Cremer et al. (2025) Atmospheric Correction Inter-Comparison eXercise, ACIX-III Land: An Assessment of Atmospheric Correction Processors for EnMAP and PRISMA over Land
⚠️ Warning: This summary was generated from the abstract only, as the full text was not available.
Identification
- Journal: Remote Sensing
- Year: 2025
- Date: 2025-11-21
- Authors: Noelle Cremer, Kevin Alonso, Georgia Doxani, Adam Chlus, David R. Thompson, Philip G. Brodrick, Philip A. Townsend, Angelo Palombo, Federico Santini, Bo‐Cai Gao, Feng Yin, Jorge Vicent, Quinten Vanhellemont, Tobias Eckert, Paul Karlshöfer, R. de los Reyes, Weile Wang, Maximilian Brell, Aimé Meygret, Kevin Ruddick, Agnieszka Białek, Pieter De Vis, Ferran Gascon
- DOI: 10.3390/rs17233790
Research Groups
Not explicitly stated, but involves an inter-comparison exercise (ACIX) of seven different atmospheric processors from various research groups.
Short Summary
This study extends the ACIX benchmark to comprehensively assess atmospheric correction processors for EnMAP and PRISMA imaging spectroscopy missions over land, evaluating their accuracy, precision, and uncertainty in retrieving aerosol optical depth, water vapour, and surface reflectance against ground truth data.
Objective
- To provide a comprehensive assessment of atmospheric processors for space-borne imaging spectroscopy missions (EnMAP and PRISMA) over land surfaces, specifically evaluating the accuracy, precision, and uncertainty of aerosol optical depth (AOD), water vapour (WV), and surface reflectance (SR) retrievals.
Study Configuration
- Spatial Scale: Distributed across land surfaces, covering 90 scenes at various ground station networks (AERONET, RadCalNet, HYPERNETS) and ad hoc campaign sites.

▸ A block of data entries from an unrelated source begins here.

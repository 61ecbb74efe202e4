//! Persistence for autocomplete selection history
//!
//! History is stored as a JSON snapshot of the form
//! `{ "<prefix>": { "<value>": <count> } }` with sorted keys, so saved files
//! diff cleanly. Timestamps are not persisted: loading replays each count as
//! fresh selections stamped with the load time, which means recency ranking
//! starts over after a restart.
//!
//! Loading is best-effort. Entries with a non-object value or a count that is
//! not a non-negative integer are skipped with a warning and listed in the
//! [`HydrationReport`]; the rest of the file still loads.

pub mod error;
pub mod json_store;

pub use error::{IoOperation, StorageError, StorageResult};
pub use json_store::{hydrate, HydrationReport, JsonHistoryStore, SkippedEntry, MAX_REPLAY_PER_ENTRY};
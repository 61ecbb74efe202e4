//! Learning survives a save/load cycle through the JSON store

use aac_cli::output::OutputStyle;
use aac_cli::{Session, SessionOptions};
use aac_completion::{EngineConfig, FixedClock, History, Preset};
use aac_storage::JsonHistoryStore;
use chrono::{Duration, Utc};
use proptest::prelude::*;
use std::sync::Arc;
use tempfile::TempDir;

fn options(history: &std::path::Path, preset: &str) -> SessionOptions {
    SessionOptions {
        config: None,
        history: history.to_path_buf(),
        preset: preset.to_string(),
        limit: 10,
        style: OutputStyle::plain(),
    }
}

#[test]
fn test_learned_order_survives_restart() {
    let dir = TempDir::new().unwrap();
    let store = JsonHistoryStore::new(dir.path().join("history.json"));
    let config = EngineConfig::default();

    let engine = Preset::Default.build(store.load().unwrap(), &config).unwrap();
    assert_eq!(engine.suggest("he").unwrap()[0], "help");

    engine.record_selection("he", "helium");
    engine.record_selection("he", "helium");
    let learned = engine.suggest("he").unwrap();
    assert_eq!(learned[0], "helium");
    store.save(engine.history()).unwrap();

    let restarted = Preset::Default.build(store.load().unwrap(), &config).unwrap();
    assert_eq!(restarted.suggest("he").unwrap(), learned);
    assert_eq!(restarted.history().count("helium"), 2);
}

#[test]
fn test_reloaded_history_loses_recency() {
    let dir = TempDir::new().unwrap();
    let store = JsonHistoryStore::new(dir.path().join("history.json"));
    let now = Utc::now();

    let history = History::new();
    history.record_at("pr", "private", now - Duration::days(30));
    history.record_at("pr", "priority", now - Duration::seconds(1));
    store.save(&history).unwrap();

    let loaded = store.load().unwrap();
    let entries = loaded.entries();
    assert_eq!(entries.len(), 2);
    assert!(entries.iter().all(|e| e.timestamp == entries[0].timestamp));
    assert!(entries[0].timestamp >= now);

    let clock = Arc::new(FixedClock(entries[0].timestamp));
    let engine = Preset::Recency
        .build_with_clock(loaded, &EngineConfig::default(), clock)
        .unwrap();
    let explanations = engine.explain("pr").unwrap();
    let boost_of = |value: &str| {
        explanations
            .iter()
            .find(|e| e.value() == value)
            .map(|e| e.history_boost())
            .unwrap()
    };
    assert_eq!(boost_of("private"), boost_of("priority"));
}

#[test]
fn test_session_reports_skipped_entries() {
    let dir = TempDir::new().unwrap();
    let path = dir.path().join("history.json");
    std::fs::write(&path, r#"{"he": {"hero": 3, "help": "often"}}"#).unwrap();

    let session = Session::open(&options(&path, "developer")).unwrap();
    assert_eq!(session.hydration_report().replayed, 3);
    assert_eq!(session.hydration_report().skipped.len(), 1);
    assert_eq!(session.engine().suggest("he").unwrap()[0], "hero");
}

#[test]
fn test_session_select_then_reopen() {
    let dir = TempDir::new().unwrap();
    let path = dir.path().join("history.json");

    let session = Session::open(&options(&path, "robust")).unwrap();
    session.engine().record_selection("say he", "hero");
    session.save_history().unwrap();

    let reopened = Session::open(&options(&path, "robust")).unwrap();
    assert!(reopened.hydration_report().is_clean());
    assert_eq!(reopened.engine().history().counts_for_prefix("he").get("hero"), Some(&1));
    assert_eq!(reopened.engine().suggest("he").unwrap()[0], "hero");
}

proptest! {
    /// Property: a developer engine ranks identically before and after a restart
    #[test]
    fn prop_restart_preserves_ranking(
        selections in prop::collection::vec(0usize..4, 0..12),
        prefix in prop::sample::select(vec!["he", "pr", "h", "p"]),
    ) {
        let words = ["hello", "help", "private", "print"];
        let dir = TempDir::new().unwrap();
        let store = JsonHistoryStore::new(dir.path().join("history.json"));
        let config = EngineConfig::default();

        let engine = Preset::Developer.build(History::new(), &config).unwrap();
        for index in selections {
            engine.record_selection(prefix, words[index]);
        }
        store.save(engine.history()).unwrap();

        let restarted = Preset::Developer.build(store.load().unwrap(), &config).unwrap();
        prop_assert_eq!(engine.suggest(prefix).unwrap(), restarted.suggest(prefix).unwrap());
        prop_assert_eq!(engine.history().snapshot(), restarted.history().snapshot());
    }
}
// Print ranked suggestions, optionally with score explanations

use super::Command;
use crate::error::CliResult;
use crate::session::Session;
use aac_completion::CompletionContext;
use std::io::Write;

/// `aac suggest` and `aac explain`
pub struct SuggestCommand<'a> {
    session: &'a Session,
    text: String,
    cursor: Option<usize>,
    explain: bool,
    json: bool,
}

impl<'a> SuggestCommand<'a> {
    pub fn new(session: &'a Session, text: impl Into<String>) -> Self {
        Self {
            session,
            text: text.into(),
            cursor: None,
            explain: false,
            json: false,
        }
    }

    /// Complete the token before this character position
    pub fn with_cursor(mut self, cursor: Option<usize>) -> Self {
        self.cursor = cursor;
        self
    }

    pub fn with_explain(mut self, explain: bool) -> Self {
        self.explain = explain;
        self
    }

    /// Emit explanations as JSON; implies explain
    pub fn with_json(mut self, json: bool) -> Self {
        self.json = json;
        self
    }

    fn context(&self) -> CompletionContext {
        match self.cursor {
            Some(cursor) => CompletionContext::with_cursor(self.text.as_str(), cursor),
            None => CompletionContext::new(self.text.as_str()),
        }
    }
}

impl Command for SuggestCommand<'_> {
    fn execute(&self, out: &mut dyn Write) -> CliResult<()> {
        let engine = self.session.engine();
        let limit = self.session.limit();
        let ctx = self.context();

        if self.explain || self.json {
            let explanations: Vec<_> = engine
                .explain_context(&ctx)?
                .into_iter()
                .take(limit)
                .collect();
            if self.json {
                writeln!(out, "{}", serde_json::to_string_pretty(&explanations)?)?;
            } else {
                let style = self.session.style();
                for explanation in &explanations {
                    writeln!(out, "{}", style.explanation_line(explanation))?;
                }
            }
            return Ok(());
        }

        for value in engine.suggest_context(&ctx)?.into_iter().take(limit) {
            writeln!(out, "{}", value)?;
        }
        Ok(())
    }
}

- Temporal Scale: The exercise was initiated in 2016 and has been extended, covering a period of data collection for the 90 scenes since then.
Methodology and Data
- Models used: Seven distinct atmospheric correction processors (specific names not provided).
- Data sources:
- Satellite: EnMAP and PRISMA space-borne imaging spectroscopy missions.
- Observation (Ground Truth):
- Aerosol Optical Depth (AOD) and Water Vapour (WV): Aerosol Robotic Network (AERONET).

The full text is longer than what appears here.